En décembre, les députés conservateurs avaient pris la parole sans relâche pour s’opposer à certains aspects de son contenu pour des raisons morales, constitutionnelles et religieuses.

Rappelons que le gouvernement canadien était alors sous pression, car il ne disposait plus que de quelques jours pour respecter l’ordre de la cour qui lui donnait jusqu’au 18 décembre pour modifier sa loi.

Le projet de loi est en bonne partie une réponse législative à une décision de la Cour supérieure du Québec, en septembre 2019, qui avait invalidé une partie de la version initiale de la loi canadienne sur la mort assistée adoptée en 2016.

À la Chambre haute au même moment, des sénateurs conservateurs se demandaient si des portions du projet de loi canadien pour élargir l’accès des citoyens à l’aide médicale à mourir étaient vraiment constitutionnelles et si elles résisteraient à l’examen des cours de justice.
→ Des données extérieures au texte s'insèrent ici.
use futures_util::{SinkExt, StreamExt};
use serde_json::{json, Value};
use tokio::net::TcpStream;
use tokio_tungstenite::tungstenite::Message;
use tokio_tungstenite::{connect_async, MaybeTlsStream, WebSocketStream};
use url::Url;

use pikuseru_core::abi::{from_hex, to_hex};
use pikuseru_core::RawLog;

type WsStream = WebSocketStream<MaybeTlsStream<TcpStream>>;

/// JSON-RPC over a websocket connection. Calls block until their matching
/// id comes back; subscription pushes are drained separately.
pub(crate) struct RpcSocket {
    stream: WsStream,
    next_id: u64,
}

impl RpcSocket {
    pub(crate) async fn connect(url: &Url) -> Result<Self, Box<dyn std::error::Error>> {
        let (stream, _response) = connect_async(url.as_str()).await?;
        Ok(Self { stream, next_id: 1 })
    }

    pub(crate) async fn call(
        &mut self,
        method: &str,
        params: Value,
    ) -> Result<Value, Box<dyn std::error::Error>> {
        let id = self.next_id;
        self.next_id += 1;
        let body = json!({
            "jsonrpc": "2.0",
            "id": id,
            "method": method,
            "params": params,
        });
        self.stream.send(Message::Text(body.to_string())).await?;
        loop {
            let Some(message) = self.stream.next().await else {
                return Err("connection closed".into());
            };
            let Message::Text(text) = message? else {
                continue;
            };
            let value: Value = serde_json::from_str(&text)?;
            if value.get("id").and_then(Value::as_u64) != Some(id) {
                continue;
            }
            if let Some(error) = value.get("error") {
                return Err(format!("rpc error: {error}").into());
            }
            return Ok(value.get("result").cloned().unwrap_or(Value::Null));
        }
    }

    pub(crate) async fn eth_call(
        &mut self,
        to: &str,
        data: &[u8],
    ) -> Result<Vec<u8>, Box<dyn std::error::Error>> {
        let result = self
            .call("eth_call", json!([{ "to": to, "data": to_hex(data) }, "latest"]))
            .await?;
        let text = result.as_str().ok_or("eth_call result is not a string")?;
        Ok(from_hex(text)?)
    }

    pub(crate) async fn subscribe_logs(
        &mut self,
        address: &str,
    ) -> Result<String, Box<dyn std::error::Error>> {
        let result = self
            .call("eth_subscribe", json!(["logs", { "address": address }]))
            .await?;
        result
            .as_str()
            .map(str::to_string)
            .ok_or_else(|| "subscription id missing".into())
    }

    /// Block until the next subscription push and return its log entry.
    pub(crate) async fn next_log(&mut self) -> Result<RawLog, Box<dyn std::error::Error>> {
        loop {
            let Some(message) = self.stream.next().await else {
                return Err("connection closed".into());
            };
            let Message::Text(text) = message? else {
                continue;
            };
            let value: Value = serde_json::from_str(&text)?;
            if value.get("method").and_then(Value::as_str) != Some("eth_subscription") {
                continue;
            }
            let Some(result) = value.pointer("/params/result") else {
                continue;
            };
            if let Some(log) = parse_raw_log(result) {
                return Ok(log);
            }
        }
    }
}

pub(crate) fn normalize_ws_url(raw: &str) -> Result<Url, url::ParseError> {
    let trimmed = raw.trim();
    let normalized = if let Some(rest) = trimmed.strip_prefix("http://") {
        format!("ws://{rest}")
    } else if let Some(rest) = trimmed.strip_prefix("https://") {
        format!("wss://{rest}")
    } else {
        trimmed.to_string()
    };
    Url::parse(&normalized)
}

pub(crate) fn parse_raw_log(value: &Value) -> Option<RawLog> {
    let topics = value
        .get("topics")?
        .as_array()?
        .iter()
        .map(|topic| {
            let bytes = from_hex(topic.as_str()?).ok()?;
            <[u8; 32]>::try_from(bytes).ok()
        })
        .collect::<Option<Vec<_>>>()?;
    let data = value
        .get("data")
        .and_then(Value::as_str)
        .and_then(|text| from_hex(text).ok())
        .unwrap_or_default();
    Some(RawLog { topics, data })
}

#[cfg(test)]
mod tests {
    use super::*;

    #[test]
    fn normalizes_http_schemes() {
        assert_eq!(
            normalize_ws_url("https://testnet-rpc.monad.xyz").unwrap().as_str(),
            "wss://testnet-rpc.monad.xyz/"
        );
        assert_eq!(
            normalize_ws_url("http://localhost:8545").unwrap().scheme(),
            "ws"
        );
        assert_eq!(
            normalize_ws_url("wss://example.org/ws").unwrap().scheme(),
            "wss"
        );
    }

    #[test]
    fn parses_subscription_logs() {
        let value = serde_json::json!({
            "topics": [format!("0x{}", "11".repeat(32))],
            "data": "0x00",
        });
        let log = parse_raw_log(&value).unwrap();
        assert_eq!(log.topics.len(), 1);
        assert_eq!(log.data, vec![0]);

        let bad = serde_json::json!({ "topics": ["0x1234"] });
        assert!(parse_raw_log(&bad).is_none());
    }
}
Ils estimaient que le projet de loi violait la garantie d’égalité de la Charte des droits et libertés parce qu’il stipulait que les personnes souffrant uniquement de maladies mentales n’auraient pas accès à une mort assistée.

Les sénateurs espèrent conclure leur débat et soumettre le projet de loi à un vote final d’ici mercredi prochain.

Ce calendrier vise à permettre au gouvernement de respecter le délai, trois fois reporté, imposé par le tribunal pour rendre la loi fédérale conforme à la décision de la Cour supérieure du Québec de 2019. Le plus récent délai accordé au gouvernement est celui du 26 février.

Le ministre Lametti n’exclut pas de renvoyer le projet de loi à la Cour suprême pour en vérifier la portée.